What is traveling?

Firstly, I’ll answer this in terms of what it’s not. It’s not just taking photos and ‘finding yourself’ through amazing and unique experiences. Changing your environment can indeed attain a shift in perspective, whether it’s a humbling encounter when you realize just how safe and closeted your life has been or learning to smile and appreciate the little things you never noticed before. Perhaps you’ll even feel guilty for all the comforts you have at home, and get motivated to close the gaps between travelers and the people they encounter. Taking pictures from these experiences and encounters can spread this message and might inspire others, but without sounding too cynical, in most cases your impact is going to be very small. You’re probably not going to be heard on a large scale, and the song will remain the same.

Our space already has an endless stream of would-be influencers sharing these kinds of experiences, and often the genuine intention to inspire and inform is beset with advertising, ego and self-gain, not always through any fault of their own. You can find yourself fighting an algorithm just to get noticed on social media. Or even worse, you can find yourself wanting to get noticed more than just enjoying the moment. The pursuit of finding yourself through travel in itself means you’re basically seeking external gratification. You’re looking for the world to give you an answer.

This Earth day is as good a time as any to start thinking if the world actually owes you one.

tall rocks in coastal waters
Australia’s Twelve Apostles.

I’m definitely guilty of this way of thinking, and perhaps now more than ever I need to start listening to myself. At the time of this writing, I should have been in Australia as a cruise ship photographer. Instead, all major cruise lines have suspended operations until at least the 16th of May, and I’m on the other side of the world in the UK. 

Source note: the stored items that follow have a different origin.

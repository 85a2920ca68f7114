//! Claimed arcs and largest-gap selection.
//!
//! Model
//! - A claimed `Arc` is the interval between the two neighbor angles of a
//!   triplet. Arcs are never stored wrapped around 0.
//! - Gaps between claimed arcs are shrunk by `buffer` on both ends before
//!   they compete. The shrunk gap is what the sampler works inside, so the
//!   buffer is baked in at claim time and never re-validated.
//! - The trailing gap runs from the last claimed end to `2π`. It is not
//!   merged with the leading gap that starts at 0.

use crate::cfg::GAP_EPS;
use std::f64::consts::{FRAC_PI_2, PI, TAU};
use std::iter;

/// Angular interval `[start, end]`.
///
/// Claimed arcs satisfy `start < end`. Candidate gaps returned by
/// `largest_available_arc` may be degenerate (width within `GAP_EPS` of 0).
#[derive(Clone, Copy, Debug, PartialEq)]
pub struct Arc {
    pub start: f64,
    pub end: f64,
}

impl Arc {
    #[inline]
    pub fn new(start: f64, end: f64) -> Self {
        Self { start, end }
    }
    #[inline]
    pub fn width(&self) -> f64 {
        self.end - self.start
    }
    #[inline]
    pub fn contains(&self, theta: f64) -> bool {
        self.start <= theta && theta <= self.end
    }
}

/// Region offered while nothing is claimed: the half circle `[π/2, 3π/2]`.
pub const FIRST_REGION: Arc = Arc {
    start: FRAC_PI_2,
    end: FRAC_PI_2 + PI,
};

/// Widest gap left by `claimed` (sorted by start), shrunk by `buffer` on both sides.
///
/// - Empty `claimed` yields `FIRST_REGION`.
/// - Candidates are the gaps `[0, a₀.start]`, `[aᵢ.end, aᵢ₊₁.start]` and
///   `[aₙ.end, 2π]`, in that order. On equal widths the later one wins.
/// - `None` once every candidate is narrower than `-GAP_EPS`.
pub fn largest_available_arc(claimed: &[Arc], buffer: f64) -> Option<Arc> {
    if claimed.is_empty() {
        return Some(FIRST_REGION);
    }
    let lows = iter::once(0.0).chain(claimed.iter().map(|a| a.end));
    let highs = claimed.iter().map(|a| a.start).chain(iter::once(TAU));
    let mut best = None;
    let mut widest = -GAP_EPS;
    for (lo, hi) in lows.zip(highs) {
        let gap = Arc::new(lo + buffer, hi - buffer);
        if gap.width() >= widest {
            widest = gap.width();
            best = Some(gap);
        }
    }
    best
}

/// Claimed arcs of one generation run, kept sorted by start.
#[derive(Clone, Debug, Default)]
pub struct ArcPool {
    arcs: Vec<Arc>,
    buffer: f64,
}

impl ArcPool {
    pub fn new(buffer: f64) -> Self {
        Self {
            arcs: Vec::new(),
            buffer,
        }
    }

    #[inline]
    pub fn buffer(&self) -> f64 {
        self.buffer
    }

    #[inline]
    pub fn arcs(&self) -> &[Arc] {
        &self.arcs
    }

    #[inline]
    pub fn len(&self) -> usize {
        self.arcs.len()
    }

    #[inline]
    pub fn is_empty(&self) -> bool {
        self.arcs.is_empty()
    }

    /// See `largest_available_arc`.
    pub fn largest_available(&self) -> Option<Arc> {
        largest_available_arc(&self.arcs, self.buffer)
    }

    /// Insert `arc`, keeping `(start, end)` ascending.
    pub fn claim(&mut self, arc: Arc) {
        let k = self
            .arcs
            .partition_point(|a| a.start < arc.start || (a.start == arc.start && a.end <= arc.end));
        self.arcs.insert(k, arc);
    }

    pub fn into_arcs(self) -> Vec<Arc> {
        self.arcs
    }
}

#[cfg(test)]
mod tests {
    use super::*;

    fn close(a: Arc, start: f64, end: f64) -> bool {
        (a.start - start).abs() < 1e-12 && (a.end - end).abs() < 1e-12
    }

    #[test]
    fn empty_pool_offers_half_circle() {
        let gap = largest_available_arc(&[], 0.3).unwrap();
        assert_eq!(gap, FIRST_REGION);
        assert!((gap.width() - PI).abs() < 1e-12);
        assert_eq!(ArcPool::new(0.3).largest_available(), Some(FIRST_REGION));
    }

    #[test]
    fn picks_widest_shrunk_gap() {
        let claimed = [Arc::new(1.0, 2.0), Arc::new(4.0, 4.5)];
        let gap = largest_available_arc(&claimed, 0.25).unwrap();
        // Candidates: [0.25, 0.75], [2.25, 3.75], [4.75, 2π − 0.25].
        assert!(close(gap, 2.25, 3.75), "{gap:?}");
    }

    #[test]
    fn equal_widths_prefer_later_gap() {
        let claimed = [Arc::new(1.0, 2.0), Arc::new(3.0, 4.0), Arc::new(5.0, 6.0)];
        let gap = largest_available_arc(&claimed, 0.25).unwrap();
        assert!(close(gap, 4.25, 4.75), "{gap:?}");
    }

    #[test]
    fn trailing_gap_is_not_merged_with_leading_gap() {
        // Merged, [5.8, 2π] ∪ [0, 0.5] would dominate; separately the leading gap wins.
        let claimed = [Arc::new(0.5, 5.8)];
        let gap = largest_available_arc(&claimed, 0.1).unwrap();
        assert!(close(gap, 0.1, 0.4), "{gap:?}");
    }

    #[test]
    fn trailing_gap_competes_last() {
        let claimed = [Arc::new(0.5, 1.0)];
        let gap = largest_available_arc(&claimed, 0.1).unwrap();
        assert!(close(gap, 1.1, TAU - 0.1), "{gap:?}");
    }

    #[test]
    fn zero_width_gap_is_still_available() {
        let claimed = [Arc::new(0.5, 3.0), Arc::new(3.5, 6.0)];
        let gap = largest_available_arc(&claimed, 0.25).unwrap();
        assert!(gap.width().abs() < 1e-12, "{gap:?}");
        assert!(close(gap, 3.25, 3.25));
    }

    #[test]
    fn saturated_circle_is_exhausted() {
        let claimed = [Arc::new(0.05, 3.0), Arc::new(3.1, 6.2)];
        assert_eq!(largest_available_arc(&claimed, 0.1), None);
    }

    #[test]
    fn claim_keeps_start_order() {
        let mut pool = ArcPool::new(0.1);
        pool.claim(Arc::new(3.0, 3.5));
        pool.claim(Arc::new(1.0, 1.5));
        pool.claim(Arc::new(5.0, 5.2));
        pool.claim(Arc::new(1.0, 1.2));
        let starts: Vec<(f64, f64)> = pool.arcs().iter().map(|a| (a.start, a.end)).collect();
        assert_eq!(
            starts,
            vec![(1.0, 1.2), (1.0, 1.5), (3.0, 3.5), (5.0, 5.2)]
        );
        assert_eq!(pool.len(), 4);
        assert!(!pool.is_empty());
    }

    #[test]
    fn contains_is_closed() {
        let a = Arc::new(1.0, 2.0);
        assert!(a.contains(1.0) && a.contains(2.0) && a.contains(1.5));
        assert!(!a.contains(0.999) && !a.contains(2.001));
    }
}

Perhaps you’re in a similar position, where COVID-19 has ruined your travel plans or your vision for 2020. It can be frustrating to have circumstances outside of your control dictate your life, especially when you might have grown accustomed to the intoxicating way of constantly changing your environment. For myself, living and working at sea means being surrounded by many different nationalities, and I can find myself literally waking up in a new country every day. I’ve sometimes believed this is therefore ‘finding myself,’ just through sheer attrition, that the odds are in my favor and eventually the confusion around ‘who am I?’ and ‘what should I do with my life?’ will fall away when I meet the right person in the right place… Surely?

No.

I’ve come to find that when nothing is permanent, there’s no real resolution to these feelings. So let’s maybe now address what traveling actually is.

winding section of a train
Winding through the Yukon route’s White Pass.
cruise ship queen mary 2
The Queen Mary 2 entering port.

It’s watching the Northern Lights for the first time with complete strangers, or returning to Times Square and recognizing a commuter you’ll never actually know. It’s spending 10 minutes alone petting a stray dog in a secluded Norwegian port, or climbing to the top of Table Mountain and looking down at beautiful Cape Town below. It’s the little moments of introspection inside your big adventures that no one will ever know about, not the big adventures themselves. You can gaze down at the towns and cities and revel in your imagined omnipotence as the people look like ants. 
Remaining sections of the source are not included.